The two research projects have won funding under the Department of Defence's Capability and Technology Demonstrator (CTD) Program, announced today by the Hon. Greg Combet, Minister for Defence Materiel and Science.
The University's School of Mechanical Engineering will receive $1,120,000 to develop an adaptive exhaust silencer to reduce the noise from the diesel engines used on submarines. The Australian Centre for Visual Technologies will receive $684,000 to develop technologies that will help Defence search vast available databases of video and still imagery.
The University of Adelaide is the only university to receive funding under the latest round of the CTD Program (Round 14), which is managed by the Defence Science and Technology Organisation (DSTO).
Director of the Australian Centre for Visual Technologies, Professor Anton van den Hengel, said the image search technology being developed was like "Google for images", allowing users to search for images, using images.
"Current search engines typically rely on associated text to identify images as they can't interpret the content of the image itself," said Professor Anton van den Hengel. "But having the right text is rare, making it impossible to find most images. Our technology means you can search for images of an object, just by showing it a similar picture, and it works for very large image databases.
"For example a database of satellite imagery could be searched automatically for a particular structure or object in seconds . Currently that would take months to achieve manually by Defence personnel."
School of Mechanical Engineering Senior Lecturer Dr Carl Howard said the exhaust silencer for use on diesel engine submarines being developed was a passive noise control system - not requiring the input of noise interference - and would therefore be very robust.

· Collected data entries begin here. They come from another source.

//! Token model.
//!
//! A [`Token`] records the category, exact source text, optional literal
//! value and 1-based line of one lexeme. Tokens are created by the scanner
//! and never mutated afterwards.

use std::fmt;

/// Lexical category of a token.
///
/// Fieldless and `#[repr(u8)]` so that sets of kinds can be stored as
/// bitsets (see `lox_parse::recovery::TokenSet`).
#[derive(Copy, Clone, Eq, PartialEq, Hash, Debug)]
#[repr(u8)]
pub enum TokenKind {
    // Single-character tokens.
    LeftParen,
    RightParen,
    LeftBrace,
    RightBrace,
    Comma,
    Dot,
    Minus,
    Plus,
    Semicolon,
    Slash,
    Star,

    // One or two character tokens.
    Bang,
    BangEqual,
    Equal,
    EqualEqual,
    Greater,
    GreaterEqual,
    Less,
    LessEqual,

    // Literals.
    Identifier,
    String,
    Number,

    // Keywords.
    And,
    Class,
    Else,
    False,
    Fun,
    For,
    If,
    Nil,
    Or,
    Print,
    Return,
    Super,
    This,
    True,
    Var,
    While,

    Eof,
}

impl TokenKind {
    /// Largest discriminant value. Bitset users assert against this.
    pub const MAX_DISCRIMINANT: u8 = TokenKind::Eof as u8;

    /// Discriminant index, stable for the lifetime of the enum.
    #[inline]
    pub const fn discriminant_index(self) -> u8 {
        self as u8
    }

    /// Upper-case name used when dumping tokens (`LEFT_PAREN`, `EOF`, ...).
    pub const fn name(self) -> &'static str {
        match self {
            TokenKind::LeftParen => "LEFT_PAREN",
            TokenKind::RightParen => "RIGHT_PAREN",
            TokenKind::LeftBrace => "LEFT_BRACE",
            TokenKind::RightBrace => "RIGHT_BRACE",
            TokenKind::Comma => "COMMA",
            TokenKind::Dot => "DOT",
            TokenKind::Minus => "MINUS",
            TokenKind::Plus => "PLUS",
            TokenKind::Semicolon => "SEMICOLON",
            TokenKind::Slash => "SLASH",
            TokenKind::Star => "STAR",
            TokenKind::Bang => "BANG",
            TokenKind::BangEqual => "BANG_EQUAL",
            TokenKind::Equal => "EQUAL",
            TokenKind::EqualEqual => "EQUAL_EQUAL",
            TokenKind::Greater => "GREATER",
            TokenKind::GreaterEqual => "GREATER_EQUAL",
            TokenKind::Less => "LESS",
            TokenKind::LessEqual => "LESS_EQUAL",
            TokenKind::Identifier => "IDENTIFIER",
            TokenKind::String => "STRING",
            TokenKind::Number => "NUMBER",
            TokenKind::And => "AND",
            TokenKind::Class => "CLASS",
            TokenKind::Else => "ELSE",
            TokenKind::False => "FALSE",
            TokenKind::Fun => "FUN",
            TokenKind::For => "FOR",
            TokenKind::If => "IF",
            TokenKind::Nil => "NIL",
            TokenKind::Or => "OR",
            TokenKind::Print => "PRINT",
            TokenKind::Return => "RETURN",
            TokenKind::Super => "SUPER",
            TokenKind::This => "THIS",
            TokenKind::True => "TRUE",
            TokenKind::Var => "VAR",
            TokenKind::While => "WHILE",
            TokenKind::Eof => "EOF",
        }
    }
}

impl fmt::Display for TokenKind {
    fn fmt(&self, f: &mut fmt::Formatter<'_>) -> fmt::Result {
        f.write_str(self.name())
    }
}

/// Literal value carried by `String` and `Number` tokens.
#[derive(Clone, PartialEq, Debug)]
pub enum Literal {
    Number(f64),
    Str(String),
}

impl fmt::Display for Literal {
    fn fmt(&self, f: &mut fmt::Formatter<'_>) -> fmt::Result {
        match self {
            // Debug keeps the `.0` so dumps distinguish the parsed double.
            Literal::Number(n) => write!(f, "{n:?}"),
            Literal::Str(s) => f.write_str(s),
        }
    }
}

/// A scanned lexeme.
#[derive(Clone, PartialEq, Debug)]
pub struct Token {
    pub kind: TokenKind,
    /// Exact source text (including quotes for strings, empty for EOF).
    pub lexeme: String,
    pub literal: Option<Literal>,
    /// 1-based line of the token's first character.
    pub line: u32,
}

impl Token {
    /// Create a token.
    pub fn new(kind: TokenKind, lexeme: impl Into<String>, literal: Option<Literal>, line: u32) -> Self {
        Token {
            kind,
            lexeme: lexeme.into(),
            literal,
            line,
        }
    }

    /// The synthetic end-of-input token.
    pub fn eof(line: u32) -> Self {
        Token::new(TokenKind::Eof, "", None, line)
    }

    #[inline]
    pub fn is_eof(&self) -> bool {
        self.kind == TokenKind::Eof
    }
}

/// `KIND lexeme literal`, with `null` for a missing literal.
impl fmt::Display for Token {
    fn fmt(&self, f: &mut fmt::Formatter<'_>) -> fmt::Result {
        match &self.literal {
            Some(literal) => write!(f, "{} {} {}", self.kind, self.lexeme, literal),
            None => write!(f, "{} {} null", self.kind, self.lexeme),
        }
    }
}
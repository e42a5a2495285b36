//! Reporter capability and its implementations.
//!
//! Every stage reports through [`Reporter::report`], taking the line, the
//! location label and the message. Implementations decide on formatting
//! and destination.

mod buffer;
mod terminal;

pub use buffer::{BufferReporter, SharedBufferReporter};
pub use terminal::{ColorMode, TerminalReporter};

use crate::Diagnostic;

/// Sink for diagnostics.
pub trait Reporter {
    /// Report one fault.
    fn report(&mut self, line: u32, location: &str, message: &str);

    /// Report a prepared diagnostic.
    fn emit(&mut self, diagnostic: &Diagnostic) {
        self.report(diagnostic.line, &diagnostic.location, &diagnostic.message);
    }
}

impl<R: Reporter + ?Sized> Reporter for &mut R {
    fn report(&mut self, line: u32, location: &str, message: &str) {
        (**self).report(line, location, message);
    }
}
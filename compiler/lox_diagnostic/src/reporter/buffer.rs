//! In-memory reporters.

use std::sync::Arc;

use parking_lot::Mutex;

use super::Reporter;
use crate::Diagnostic;

/// Collects diagnostics in report order.
#[derive(Clone, Debug, Default)]
pub struct BufferReporter {
    diagnostics: Vec<Diagnostic>,
}

impl BufferReporter {
    pub fn new() -> Self {
        BufferReporter::default()
    }

    /// Diagnostics reported so far.
    pub fn diagnostics(&self) -> &[Diagnostic] {
        &self.diagnostics
    }

    /// Number of diagnostics reported so far.
    pub fn len(&self) -> usize {
        self.diagnostics.len()
    }

    pub fn is_empty(&self) -> bool {
        self.diagnostics.is_empty()
    }

    /// Take all diagnostics, leaving the buffer empty.
    pub fn take(&mut self) -> Vec<Diagnostic> {
        std::mem::take(&mut self.diagnostics)
    }

    /// Render every diagnostic on its own line.
    pub fn render(&self) -> String {
        render_lines(&self.diagnostics)
    }
}

impl Reporter for BufferReporter {
    fn report(&mut self, line: u32, location: &str, message: &str) {
        self.diagnostics
            .push(Diagnostic::new(line, location, message));
    }

    fn emit(&mut self, diagnostic: &Diagnostic) {
        self.diagnostics.push(diagnostic.clone());
    }
}

/// Cloneable handle onto one diagnostic buffer.
///
/// The owner of a pipeline keeps one clone while the pipeline holds the
/// other as its reporter.
#[derive(Clone, Debug, Default)]
pub struct SharedBufferReporter {
    inner: Arc<Mutex<Vec<Diagnostic>>>,
}

impl SharedBufferReporter {
    pub fn new() -> Self {
        SharedBufferReporter::default()
    }

    /// Snapshot of the diagnostics reported so far.
    pub fn diagnostics(&self) -> Vec<Diagnostic> {
        self.inner.lock().clone()
    }

    /// Render every diagnostic on its own line.
    pub fn render(&self) -> String {
        render_lines(&self.inner.lock())
    }

    pub fn clear(&self) {
        self.inner.lock().clear();
    }
}

impl Reporter for SharedBufferReporter {
    fn report(&mut self, line: u32, location: &str, message: &str) {
        self.inner
            .lock()
            .push(Diagnostic::new(line, location, message));
    }

    fn emit(&mut self, diagnostic: &Diagnostic) {
        self.inner.lock().push(diagnostic.clone());
    }
}

fn render_lines(diagnostics: &[Diagnostic]) -> String {
    let mut out = String::new();
    for diagnostic in diagnostics {
        out.push_str(&diagnostic.to_string());
        out.push('\n');
    }
    out
}
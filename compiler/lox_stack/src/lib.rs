//! Stack safety for deep recursion.
//!
//! The parser recurses once per nesting level of the source (parentheses,
//! unary chains, blocks, `if`/`while` bodies) and the interpreter mirrors
//! that recursion when walking the tree. Input such as ten thousand nested
//! parentheses would overflow a default thread stack, so those recursive
//! entry points run under [`ensure_sufficient_stack`].
//!
//! - **Red zone**: 100KB. If less than this remains, the stack is grown.
//! - **Growth size**: 1MB per growth.

/// Minimum stack space to keep available (100KB red zone).
const RED_ZONE: usize = 100 * 1024;

/// Stack space to allocate when growing (1MB).
const STACK_PER_RECURSION: usize = 1024 * 1024;

/// Ensure sufficient stack space is available before executing `f`.
///
/// On native targets, uses `stacker::maybe_grow` to allocate a new stack
/// segment when the remaining space is below the red zone.
#[inline]
#[cfg(not(target_arch = "wasm32"))]
pub fn ensure_sufficient_stack<R>(f: impl FnOnce() -> R) -> R {
    stacker::maybe_grow(RED_ZONE, STACK_PER_RECURSION, f)
}

/// WASM version - just call directly (WASM has its own stack management).
#[inline]
#[cfg(target_arch = "wasm32")]
pub fn ensure_sufficient_stack<R>(f: impl FnOnce() -> R) -> R {
    f()
}
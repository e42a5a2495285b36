//! Lox interpreter CLI.
//!
//! `lox` with no script starts the interactive prompt; `lox <script>` runs
//! a file.

use lox_diagnostic::ColorMode;
use loxc::commands::{dump_ast, dump_tokens, run_file, run_prompt};
use loxc::exit_code;

const USAGE: &str = "\
Usage: lox [options] [script]

Options:
  --tokens          Print the scanned tokens instead of running
  --ast             Print the parsed syntax tree instead of running
  --color=<when>    Color diagnostics: auto, always, never
  -h, --help        Show this help";

#[derive(Clone, Copy)]
enum Mode {
    Run,
    Tokens,
    Ast,
}

fn main() {
    loxc::init_tracing();
    let args: Vec<String> = std::env::args().skip(1).collect();
    std::process::exit(dispatch(&args));
}

fn dispatch(args: &[String]) -> i32 {
    let mut mode = Mode::Run;
    let mut color = ColorMode::Auto;
    let mut scripts: Vec<&str> = Vec::new();

    for arg in args {
        match arg.as_str() {
            "-h" | "--help" => {
                println!("{USAGE}");
                return exit_code::SUCCESS;
            }
            "--tokens" => mode = Mode::Tokens,
            "--ast" => mode = Mode::Ast,
            _ => {
                if let Some(value) = arg.strip_prefix("--color=") {
                    let Some(parsed) = ColorMode::parse(value) else {
                        eprintln!("error: invalid color mode '{value}' (expected auto, always or never)");
                        return exit_code::USAGE;
                    };
                    color = parsed;
                } else if arg.starts_with('-') {
                    eprintln!("error: unknown option '{arg}'");
                    eprintln!("{USAGE}");
                    return exit_code::USAGE;
                } else {
                    scripts.push(arg);
                }
            }
        }
    }

    match (scripts.as_slice(), mode) {
        ([], Mode::Run) => run_prompt(color),
        ([], Mode::Tokens | Mode::Ast) => {
            eprintln!("error: --tokens and --ast need a script");
            eprintln!("{USAGE}");
            exit_code::USAGE
        }
        ([path], Mode::Run) => run_file(path, color),
        ([path], Mode::Tokens) => dump_tokens(path, color),
        ([path], Mode::Ast) => dump_ast(path, color),
        _ => {
            println!("{USAGE}");
            exit_code::USAGE
        }
    }
}
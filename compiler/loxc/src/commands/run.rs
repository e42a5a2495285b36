//! The default command: run a script file.

use lox_diagnostic::ColorMode;

use super::{read_file, stderr_reporter};
use crate::{exit_code, Session};

/// Run the script at `path` and return its exit code.
pub fn run_file(path: &str, color: ColorMode) -> i32 {
    let Some(source) = read_file(path) else {
        return exit_code::NO_INPUT;
    };

    let mut session = Session::new(stderr_reporter(color));
    session.run(&source).exit_code()
}
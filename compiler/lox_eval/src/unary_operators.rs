//! Unary operator implementations for the evaluator.

use lox_ir::{Token, TokenKind};

use crate::errors::{operand_must_be_number, unsupported_operator, RuntimeError};
use crate::Value;

/// Evaluate `<operator> value`.
pub fn evaluate_unary(operator: &Token, value: Value) -> Result<Value, RuntimeError> {
    match (operator.kind, value) {
        (TokenKind::Minus, Value::Number(n)) => Ok(Value::Number(-n)),
        (TokenKind::Minus, _) => Err(operand_must_be_number(operator)),
        // Logical not applies to any value via truthiness.
        (TokenKind::Bang, value) => Ok(Value::Bool(!value.is_truthy())),
        _ => Err(unsupported_operator(operator)),
    }
}
//! Reserved words.
//!
//! Consulted once an identifier has been consumed in full, so `orchid` is an
//! identifier and never `or` followed by `chid`.

use lox_ir::TokenKind;

/// Keyword kind for an identifier's text, if it is reserved.
pub fn lookup(text: &str) -> Option<TokenKind> {
    let kind = match text {
        "and" => TokenKind::And,
        "class" => TokenKind::Class,
        "else" => TokenKind::Else,
        "false" => TokenKind::False,
        "for" => TokenKind::For,
        "fun" => TokenKind::Fun,
        "if" => TokenKind::If,
        "nil" => TokenKind::Nil,
        "or" => TokenKind::Or,
        "print" => TokenKind::Print,
        "return" => TokenKind::Return,
        "super" => TokenKind::Super,
        "this" => TokenKind::This,
        "true" => TokenKind::True,
        "var" => TokenKind::Var,
        "while" => TokenKind::While,
        _ => return None,
    };
    Some(kind)
}

#[cfg(test)]
mod tests {
    use super::*;

    #[test]
    fn every_keyword_resolves() {
        for word in [
            "and", "class", "else", "false", "for", "fun", "if", "nil", "or", "print", "return",
            "super", "this", "true", "var", "while",
        ] {
            let kind = lookup(word);
            assert!(kind.is_some_and(TokenKind::is_keyword), "{word}");
        }
    }

    #[test]
    fn exact_match_only() {
        assert_eq!(lookup("orchid"), None);
        assert_eq!(lookup("Print"), None);
        assert_eq!(lookup("whiles"), None);
        assert_eq!(lookup(""), None);
    }
}
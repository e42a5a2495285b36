#![allow(clippy::unwrap_used)]

use super::*;
use crate::{buffer_handler, errors::RuntimeError};
use pretty_assertions::assert_eq;

fn parse_program(source: &str) -> Vec<Stmt> {
    let lexed = lox_lexer::lex(source);
    assert!(!lexed.has_errors(), "lex errors: {:?}", lexed.errors);
    let parsed = lox_parse::parse(&lexed.tokens);
    assert!(!parsed.has_errors(), "parse errors: {:?}", parsed.errors);
    parsed.statements
}

fn buffered() -> Interpreter {
    Interpreter::builder().print_handler(buffer_handler()).build()
}

/// Run `source`, returning printed lines and the runtime error, if any.
fn run(source: &str) -> (Vec<String>, Option<RuntimeError>) {
    let mut interpreter = buffered();
    let result = interpreter.interpret(&parse_program(source));
    (interpreter.print_handler().lines(), result.err())
}

fn output(source: &str) -> Vec<String> {
    let (lines, err) = run(source);
    assert_eq!(err, None);
    lines
}

fn fault(source: &str) -> String {
    run(source).1.unwrap().to_diagnostic().to_string()
}

#[test]
fn precedence_evaluates() {
    assert_eq!(output("print 1 + 2 * 3;"), vec!["7"]);
}

#[test]
fn shadowing_in_block() {
    assert_eq!(
        output("var a = 1; { var a = 2; print a; } print a;"),
        vec!["2", "1"]
    );
}

#[test]
fn string_number_concatenation() {
    assert_eq!(output("print \"foo\" + 1;"), vec!["foo1"]);
    assert_eq!(output("print 2.5 + \"x\";"), vec!["2.5x"]);
}

#[test]
fn addition_type_fault_cites_operator() {
    let (lines, err) = run("print 1 + true;");
    assert!(lines.is_empty());
    let err = err.unwrap();
    assert_eq!(err.token.lexeme, "+");
    assert_eq!(
        err.to_diagnostic().to_string(),
        "[line 1] Error: Operands of '+' must be two numbers or two strings."
    );
}

#[test]
fn if_else() {
    assert_eq!(output("if (false) print 1; else print 2;"), vec!["2"]);
    assert_eq!(output("if (nil) print 1;"), Vec::<String>::new());
    assert_eq!(output("if (0) print \"zero is truthy\";"), vec!["zero is truthy"]);
}

#[test]
fn while_loop() {
    assert_eq!(
        output("var i = 0; while (i < 3) { print i; i = i + 1; }"),
        vec!["0", "1", "2"]
    );
}

#[test]
fn logical_operators_return_deciding_operand() {
    assert_eq!(
        output("print nil or \"yes\"; print 0 or 1; print false and 1; print 1 and 2;"),
        vec!["yes", "0", "false", "2"]
    );
}

#[test]
fn logical_operators_short_circuit() {
    assert_eq!(
        output("var a = 1; false and (a = 2); true or (a = 3); print a;"),
        vec!["1"]
    );
    assert_eq!(output("print true or undefined_name;"), vec!["true"]);
}

#[test]
fn uninitialized_variable_is_nil() {
    assert_eq!(output("var a; print a;"), vec!["nil"]);
}

#[test]
fn redeclaration_overwrites() {
    assert_eq!(output("var a = 1; var a = \"two\"; print a;"), vec!["two"]);
}

#[test]
fn assignment_is_an_expression() {
    assert_eq!(output("var a; var b; a = b = 3; print a; print b;"), vec!["3", "3"]);
}

#[test]
fn assignment_reaches_enclosing_scope() {
    assert_eq!(
        output("var a = 1; { { a = 5; } } print a;"),
        vec!["5"]
    );
}

#[test]
fn block_locals_are_not_visible_outside() {
    assert_eq!(
        fault("{ var inner = 1; } print inner;"),
        "[line 1] Error: Undefined variable 'inner'."
    );
}

#[test]
fn assignment_to_undefined_is_a_fault() {
    assert_eq!(
        fault("missing = 1;"),
        "[line 1] Error: Cannot assign to undefined variable 'missing'."
    );
}

#[test]
fn unary_faults() {
    assert_eq!(
        fault("print -\"x\";"),
        "[line 1] Error: Operand of '-' must be a number."
    );
    assert_eq!(output("print !nil; print !0;"), vec!["true", "false"]);
}

#[test]
fn comparison_faults_name_the_operator() {
    assert_eq!(
        fault("\n\nprint 1 < \"2\";"),
        "[line 3] Error: Operands of '<' must be numbers."
    );
}

#[test]
fn equality() {
    assert_eq!(
        output("print nil == nil; print nil == false; print \"a\" == \"a\"; print 1 != 2;"),
        vec!["true", "false", "true", "true"]
    );
}

#[test]
fn number_display() {
    assert_eq!(
        output("print 10 / 4; print 3 * 2; print -0; print 1 / 0; print -1 / 0;"),
        vec!["2.5", "6", "-0", "Infinity", "-Infinity"]
    );
}

#[test]
fn fault_keeps_earlier_side_effects() {
    let (lines, err) = run("print 1; print nope; print 2;");
    assert_eq!(lines, vec!["1"]);
    assert_eq!(err.unwrap().message, "Undefined variable 'nope'.");
}

#[test]
fn fault_inside_block_pops_scope() {
    let mut interpreter = buffered();
    let program = parse_program("var a = 1; { var a = 2; { print missing; } }");
    assert!(interpreter.interpret(&program).is_err());
    assert_eq!(interpreter.environment().depth(), 1);
    assert_eq!(interpreter.environment().get("a"), Some(&Value::Number(1.0)));
    assert_eq!(interpreter.environment().depth(), 1);
}

#[test]
fn deeply_nested_grouping_evaluates() {
    let depth = 50_000;
    let source = format!("print {}-2{};", "(".repeat(depth), ")".repeat(depth));
    let mut interpreter = buffered();
    interpreter.interpret(&parse_program(&source)).unwrap();
    assert_eq!(interpreter.print_handler().lines(), vec!["-2"]);
}

#[test]
fn globals_persist_across_runs() {
    let mut interpreter = buffered();
    interpreter.interpret(&parse_program("var a = 1;")).unwrap();
    interpreter.interpret(&parse_program("a = a + 1;")).unwrap();
    interpreter.interpret(&parse_program("print a;")).unwrap();
    assert_eq!(interpreter.print_handler().lines(), vec!["2"]);
}

#[test]
fn evaluate_expression_uses_environment() {
    let mut interpreter = buffered();
    interpreter.interpret(&parse_program("var x = 20;")).unwrap();
    let statements = parse_program("x + 1;");
    let Stmt::Expression(expr) = &statements[0] else {
        panic!("expected expression statement");
    };
    assert_eq!(
        interpreter.evaluate_expression(expr).unwrap(),
        Value::Number(21.0)
    );
}

#[test]
fn builder_accepts_seeded_environment() {
    let mut env = Environment::new();
    env.define("greeting", Value::from("hello"));
    let mut interpreter = Interpreter::builder()
        .environment(env)
        .print_handler(buffer_handler())
        .build();
    interpreter.interpret(&parse_program("print greeting;")).unwrap();
    assert_eq!(interpreter.print_handler().lines(), vec!["hello"]);
}

#[test]
fn scoped_guard_pops_on_drop() {
    let mut interpreter = buffered();
    {
        let mut scoped = interpreter.scoped();
        scoped.environment_mut().define("tmp", Value::Nil);
        assert_eq!(scoped.environment().depth(), 2);
    }
    assert_eq!(interpreter.environment().depth(), 1);
    assert_eq!(interpreter.environment().get("tmp"), None);
}

#[test]
fn deeply_nested_blocks_run() {
    let depth = 50_000;
    let source = format!("var a = 0; {} a = a + 1; {}", "{".repeat(depth), "}".repeat(depth));
    let mut interpreter = buffered();
    interpreter.interpret(&parse_program(&source)).unwrap();
    assert_eq!(interpreter.environment().get("a"), Some(&Value::Number(1.0)));
}
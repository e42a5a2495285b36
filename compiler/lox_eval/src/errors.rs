//! Runtime errors and their constructors.
//!
//! Every runtime fault message is built here, so the wording lives in one
//! place.

use lox_diagnostic::Diagnostic;
use lox_ir::Token;
use thiserror::Error;

/// A runtime fault, carrying the token it is blamed on.
#[derive(Clone, Debug, PartialEq, Error)]
#[error("{message}")]
pub struct RuntimeError {
    pub token: Token,
    pub message: String,
}

impl RuntimeError {
    pub fn new(token: &Token, message: impl Into<String>) -> Self {
        RuntimeError {
            token: token.clone(),
            message: message.into(),
        }
    }

    pub fn line(&self) -> u32 {
        self.token.line
    }

    /// Runtime faults carry no location label.
    pub fn to_diagnostic(&self) -> Diagnostic {
        Diagnostic::at_line(self.token.line, self.message.clone())
    }
}

/// Unary `-` on a non-number.
#[cold]
pub fn operand_must_be_number(operator: &Token) -> RuntimeError {
    RuntimeError::new(
        operator,
        format!("Operand of '{}' must be a number.", operator.lexeme),
    )
}

/// Arithmetic or comparison on non-numbers.
#[cold]
pub fn operands_must_be_numbers(operator: &Token) -> RuntimeError {
    RuntimeError::new(
        operator,
        format!("Operands of '{}' must be numbers.", operator.lexeme),
    )
}

/// `+` where neither side is a string and not both are numbers.
#[cold]
pub fn invalid_addition_operands(operator: &Token) -> RuntimeError {
    RuntimeError::new(
        operator,
        format!(
            "Operands of '{}' must be two numbers or two strings.",
            operator.lexeme
        ),
    )
}

/// Read of a name bound nowhere.
#[cold]
pub fn undefined_variable(name: &Token) -> RuntimeError {
    RuntimeError::new(name, format!("Undefined variable '{}'.", name.lexeme))
}

/// Assignment to a name bound nowhere.
#[cold]
pub fn undefined_assignment_target(name: &Token) -> RuntimeError {
    RuntimeError::new(
        name,
        format!("Cannot assign to undefined variable '{}'.", name.lexeme),
    )
}

/// Operator token that is not valid in this position. Only reachable with
/// hand-built trees.
#[cold]
pub fn unsupported_operator(operator: &Token) -> RuntimeError {
    RuntimeError::new(
        operator,
        format!("Unsupported operator '{}'.", operator.lexeme),
    )
}
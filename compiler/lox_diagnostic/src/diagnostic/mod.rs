//! The diagnostic record shared by every stage.

use std::fmt;

/// One reported fault.
///
/// `location` is the context label placed right after `Error`: empty for
/// lexical and runtime faults, `" at end"` or `" at 'lexeme'"` for parse
/// errors.
#[derive(Clone, Eq, PartialEq, Hash, Debug)]
pub struct Diagnostic {
    /// 1-based source line.
    pub line: u32,
    pub location: String,
    pub message: String,
}

impl Diagnostic {
    /// Create a diagnostic.
    pub fn new(line: u32, location: impl Into<String>, message: impl Into<String>) -> Self {
        Diagnostic {
            line,
            location: location.into(),
            message: message.into(),
        }
    }

    /// Create a diagnostic with no location label.
    pub fn at_line(line: u32, message: impl Into<String>) -> Self {
        Diagnostic::new(line, "", message)
    }

    /// Display adapter that wraps the `Error` label in `open` / `close`.
    ///
    /// Used by terminal output to color the label; with empty codes it
    /// renders exactly like the `Display` impl.
    pub fn styled<'a>(&'a self, open: &'a str, close: &'a str) -> Styled<'a> {
        Styled {
            diagnostic: self,
            open,
            close,
        }
    }
}

/// See [`Diagnostic::styled`].
pub struct Styled<'a> {
    diagnostic: &'a Diagnostic,
    open: &'a str,
    close: &'a str,
}

impl fmt::Display for Styled<'_> {
    fn fmt(&self, f: &mut fmt::Formatter<'_>) -> fmt::Result {
        let Diagnostic {
            line,
            location,
            message,
        } = self.diagnostic;
        write!(
            f,
            "[line {line}] {}Error{}{location}: {message}",
            self.open, self.close
        )
    }
}

/// `[line N] Error<location>: <message>`
impl fmt::Display for Diagnostic {
    fn fmt(&self, f: &mut fmt::Formatter<'_>) -> fmt::Result {
        fmt::Display::fmt(&self.styled("", ""), f)
    }
}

"The Collins Class submarines have three large diesel engines and it's a difficult engineering problem to hide these enormous power plants so that the submarine can remain undetected," Dr Howard said.
"The engineering acoustic problem faced is that standard exhaust silencers are designed with a compromise between the amount of noise reduction and the frequency range over which they are effective. The novel feature of this development is that it will provide high levels of noise reduction over a narrow frequency range, and it will automatically tune to the sound emitted by the diesel engine."